PRINCETON, N.J. — Solveig Lucia Gold was setting the table in her backyard, next door to the house once occupied by Albert Einstein. Her yard is a sweeping field of emerald green grass leading down to the 18th-century blacksmith’s cottage with stone floors that houses her home study.
Ms. Gold, 27, was preparing for an intimate dinner with some of the few people — “our little cabal,” she said — who publicly admit to being on friendly terms with her and her husband, the recently fired (she prefers “canceled”) former Princeton classics professor Joshua Katz.
Most of the guests were much older than Ms. Gold. This included Dr. Katz, who is 52 and was once her professor. They married last July, four years after she finished Princeton with a summa cum laude degree in classics, and one year after Dr. Katz began his public fight with the campus left.

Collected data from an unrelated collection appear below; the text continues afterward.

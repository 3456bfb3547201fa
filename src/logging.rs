//! Tracing subscriber setup for the `catalog` binary.
//!
//! Logs go to stderr so command output on stdout stays pipeable. The level
//! comes from `RUST_LOG` and defaults to `info`.

use tracing_subscriber::EnvFilter;

/// Install the global subscriber. Calling it twice is harmless.
pub fn init_logging() {
    let filter = EnvFilter::try_from_default_env().unwrap_or_else(|_| EnvFilter::new("info"));
    let _ = tracing_subscriber::fmt()
        .with_env_filter(filter)
        .with_writer(std::io::stderr)
        .with_target(false)
        .try_init();
}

The couple ran arms wide open into the culture wars, which Ms. Gold says was characteristic of her, but not of him, the low-key professor whom everyone liked, who previously didn’t ruffle feathers at the university where he had worked since 1998. (“I am the alpha,” she wrote in an essay about their relationship.)
“I’m not Lady Macbeth in this story, but I am obviously implicated in some way in getting him involved,” she said.
“She gave me a certain kind of courage for doing this type of thing,” Dr. Katz said. “She was not responsible for my action in doing it.”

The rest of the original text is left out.